**Work item**
Below are some records. Pull every line that contains the word "format".

--- Material to process Enclosed Below ---

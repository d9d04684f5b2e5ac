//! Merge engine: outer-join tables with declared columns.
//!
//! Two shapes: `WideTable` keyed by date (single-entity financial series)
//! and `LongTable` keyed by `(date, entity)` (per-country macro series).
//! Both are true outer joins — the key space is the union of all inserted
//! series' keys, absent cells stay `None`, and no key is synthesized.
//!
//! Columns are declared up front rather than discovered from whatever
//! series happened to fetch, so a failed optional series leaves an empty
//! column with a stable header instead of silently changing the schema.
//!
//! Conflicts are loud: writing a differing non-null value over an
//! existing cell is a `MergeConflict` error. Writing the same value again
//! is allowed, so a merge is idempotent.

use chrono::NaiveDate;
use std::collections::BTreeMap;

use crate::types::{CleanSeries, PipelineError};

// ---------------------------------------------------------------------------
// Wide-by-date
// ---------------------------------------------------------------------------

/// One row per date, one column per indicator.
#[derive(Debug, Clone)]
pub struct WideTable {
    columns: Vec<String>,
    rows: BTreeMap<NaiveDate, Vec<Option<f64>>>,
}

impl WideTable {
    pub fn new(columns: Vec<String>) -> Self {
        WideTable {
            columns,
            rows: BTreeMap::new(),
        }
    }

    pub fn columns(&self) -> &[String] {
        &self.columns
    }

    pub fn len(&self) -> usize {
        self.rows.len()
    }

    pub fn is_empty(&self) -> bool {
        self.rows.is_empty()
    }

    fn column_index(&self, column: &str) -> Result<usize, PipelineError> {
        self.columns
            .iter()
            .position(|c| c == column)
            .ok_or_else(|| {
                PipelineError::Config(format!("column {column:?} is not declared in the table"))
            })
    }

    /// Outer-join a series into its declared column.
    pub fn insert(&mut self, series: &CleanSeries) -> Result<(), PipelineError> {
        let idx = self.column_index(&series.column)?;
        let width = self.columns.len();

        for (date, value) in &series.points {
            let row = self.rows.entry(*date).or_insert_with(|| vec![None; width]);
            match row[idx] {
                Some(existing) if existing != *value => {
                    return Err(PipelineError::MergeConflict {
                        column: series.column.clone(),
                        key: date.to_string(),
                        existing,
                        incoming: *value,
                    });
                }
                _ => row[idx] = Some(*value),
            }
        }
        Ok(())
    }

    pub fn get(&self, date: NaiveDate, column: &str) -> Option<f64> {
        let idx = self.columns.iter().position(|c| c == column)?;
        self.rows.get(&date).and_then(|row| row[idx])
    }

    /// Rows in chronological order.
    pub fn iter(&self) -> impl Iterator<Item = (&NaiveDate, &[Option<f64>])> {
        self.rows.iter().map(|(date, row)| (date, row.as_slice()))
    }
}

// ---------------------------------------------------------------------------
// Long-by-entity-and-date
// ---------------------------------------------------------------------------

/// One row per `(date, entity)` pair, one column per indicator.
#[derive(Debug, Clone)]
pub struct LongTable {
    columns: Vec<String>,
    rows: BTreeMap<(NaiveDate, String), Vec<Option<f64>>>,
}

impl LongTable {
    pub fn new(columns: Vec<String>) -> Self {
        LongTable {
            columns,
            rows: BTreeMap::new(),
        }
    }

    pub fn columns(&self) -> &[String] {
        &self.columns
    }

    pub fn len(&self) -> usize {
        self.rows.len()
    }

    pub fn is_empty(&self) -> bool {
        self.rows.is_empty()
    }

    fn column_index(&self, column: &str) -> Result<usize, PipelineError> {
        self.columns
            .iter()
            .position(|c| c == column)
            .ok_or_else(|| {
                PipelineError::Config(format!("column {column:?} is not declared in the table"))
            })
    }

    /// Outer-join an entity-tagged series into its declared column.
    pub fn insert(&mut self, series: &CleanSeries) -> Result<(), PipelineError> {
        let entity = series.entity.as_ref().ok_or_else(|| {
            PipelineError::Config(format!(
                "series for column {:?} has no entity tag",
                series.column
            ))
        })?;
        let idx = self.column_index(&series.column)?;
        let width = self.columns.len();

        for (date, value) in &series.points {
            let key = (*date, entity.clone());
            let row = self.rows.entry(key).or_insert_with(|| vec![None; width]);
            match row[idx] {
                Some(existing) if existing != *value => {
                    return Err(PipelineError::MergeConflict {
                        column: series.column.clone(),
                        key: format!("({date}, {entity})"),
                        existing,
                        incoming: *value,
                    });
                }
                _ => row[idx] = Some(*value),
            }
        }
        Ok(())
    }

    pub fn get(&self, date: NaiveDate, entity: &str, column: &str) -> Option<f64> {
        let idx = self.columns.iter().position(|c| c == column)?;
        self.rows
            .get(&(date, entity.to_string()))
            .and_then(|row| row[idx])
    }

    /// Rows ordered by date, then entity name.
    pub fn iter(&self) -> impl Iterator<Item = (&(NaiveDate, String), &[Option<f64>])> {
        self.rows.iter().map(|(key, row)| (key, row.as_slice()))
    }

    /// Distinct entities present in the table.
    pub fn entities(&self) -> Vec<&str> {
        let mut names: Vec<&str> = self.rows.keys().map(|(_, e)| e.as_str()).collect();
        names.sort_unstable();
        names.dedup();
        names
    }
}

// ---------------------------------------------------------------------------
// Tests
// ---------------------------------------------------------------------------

--- End of Enclosed Material to process ---

**Answer to this problem**
                PipelineError::Config(format!("column {column:?} is not declared in the table"))
                PipelineError::Config(format!("column {column:?} is not declared in the table"))
            PipelineError::Config(format!(
                        key: format!("({date}, {entity})"),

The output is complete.